Islam Makhachev ha ottenuto la sua 17a vittoria consecutiva e ha mantenuto il suo titolo dei pesi welter UFC con una decisione unanime su Ian Machado Garry all'UFC 330 a Filadelfia. Il combattimento, che si è svolto nell'evento principale della notte, ha mostrato un'estenuante gara di cinque round che ha evidenziato il dominio di Makhachev nel grappling e nella precisione tattica. Nonostante le sfide del sfidante irlandese, Makhachev ha mantenuto il controllo per tutto il tempo, prevalendo alla fine su tutte e tre le schede.
Nel secondo round, Makhachev ha lanciato un potente calcio alto che ha sconvolto Garry, portando a un altro takedown. Questa volta, Garry è stato lasciato sulla schiena all'interno dell'ottagono, ma è riuscito a rialzarsi, dimostrando resilienza nonostante le battute d'arresto.
La sua capacità di neutralizzare l'attacco di Garry e mantenere il controllo della posizione si rivelò decisiva nel mantenere il combattimento vicino ma sotto il suo controllo. Nel round finale, Garry lanciò un attacco deciso, con l'obiettivo di terminare il combattimento con un finisher. Ma Makhachev rimase composto, usando la sua esperienza e tecnica per evitare il pericolo e preservare la sua leadership. Il risultato fu una vittoria ristretta ma chiara, segnando un'altra pietra miliare nella storica carriera di Makhachev. Con questa vittoria, superò il precedente record per la più lunga serie di vittorie nella storia dell'UFC, consolidando la sua reputazione come uno dei più grandi pesi welter di tutti i tempi.
Parlando dopo il combattimento, Makhachev ha riconosciuto la sfida posta da Garry mentre esprimeva gratitudine per l'opportunità. "Ian è un grande combattente, un buon uomo, e lo rispetto. Mi ha dato un momento difficile, ma mi dimostro ancora ogni combattimento.
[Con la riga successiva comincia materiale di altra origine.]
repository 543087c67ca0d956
//! Outbound adapters implementing the domain's driven ports.

pub mod persistence;
pub mod security;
Grazie per questo match", ha detto. "Mahachev, ora 34, ha parlato apertamente delle esigenze fisiche di competere al più alto livello". "Non sono come un ragazzo giovane. Ora è meglio per me combattere ogni tre o quattro mesi", ha detto al membro della Hall of Famer dell'UFC Demetrious Johnson. "Capisco che non ho 28 anni; ho 34 in questo momento".
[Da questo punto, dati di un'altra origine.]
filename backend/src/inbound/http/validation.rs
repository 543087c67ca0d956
//! Shared validation helpers for inbound HTTP adapters.

use std::str::FromStr;

use serde_json::json;

use crate::domain::{Error, Language, PhoneNumber};

pub(crate) fn missing_field_error(field: &'static str) -> Error {
    Error::invalid_request(format!("missing required field: {field}")).with_details(json!({
        "field": field,
        "code": "missing_field",
    }))
}

pub(crate) fn empty_field_error(field: &'static str) -> Error {
    Error::invalid_request(format!("{field} must not be empty")).with_details(json!({
        "field": field,
        "code": "empty_field",
    }))
}

pub(crate) fn require_non_empty(value: &str, field: &'static str) -> Result<String, Error> {
    let trimmed = value.trim();
    if trimmed.is_empty() {
        return Err(empty_field_error(field));
    }
    Ok(trimmed.to_owned())
}

pub(crate) fn parse_phone(value: &str) -> Result<PhoneNumber, Error> {
    PhoneNumber::new(value).map_err(|error| {
        Error::invalid_request(error.to_string()).with_details(json!({
            "field": "phone",
            "value": value,
            "code": "invalid_phone",
        }))
    })
}

pub(crate) fn parse_language(value: Option<String>) -> Result<Language, Error> {
    let Some(raw) = value else {
        return Ok(Language::default());
    };
    Language::from_str(&raw).map_err(|_| {
        Error::invalid_request("language must be en or ru").with_details(json!({
            "field": "language",
            "value": raw,
            "code": "unsupported_language",
        }))
    })
}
Il viaggio di Makhachev fino a questo momento include un recente aumento di peso, in seguito alla sua quarta difesa del titolo nella divisione pesi leggeri. Questa transizione riflette la sua continua evoluzione come combattente e il suo impegno a rimanere competitivo nei livelli superiori dello sport. Mentre alcuni fan possono mettere in dubbio se la sua età influenza le sue prestazioni, il successo continuo di Makhachev suggerisce il contrario. Nel frattempo, nell'evento co-principale, l'americana-brasiliana Mackenzie Dern ha difeso il suo titolo femminile di pesi semplici con una decisione divisa su Gillian Robertson. Dern, nota per il suo stile aggressivo, ha controllato l'intero affare di cinque round, anche se ha ammesso che il combattimento è stato più duro del previsto.
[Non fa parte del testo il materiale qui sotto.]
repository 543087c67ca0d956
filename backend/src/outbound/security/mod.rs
//! Security adapters for the password capability ports.

mod argon2_password;

pub use argon2_password::Argon2PasswordHasher;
"E' brava... grazie a tutti. Vi apprezzo", ha detto Dern dopo il combattimento, evidenziando il suo apprezzamento per il supporto dei fan e dei colleghi atleti. Mentre l'UFC continua ad evolversi, eventi come UFC 330 sottolineano la profondità del talento all'interno dell'organizzazione e l'incessante ricerca dell'eccellenza tra i suoi combattenti. Con Makhachev che stabilisce nuovi parametri e Dern che mantiene il suo dominio, il futuro della promozione sembra dinamico come sempre.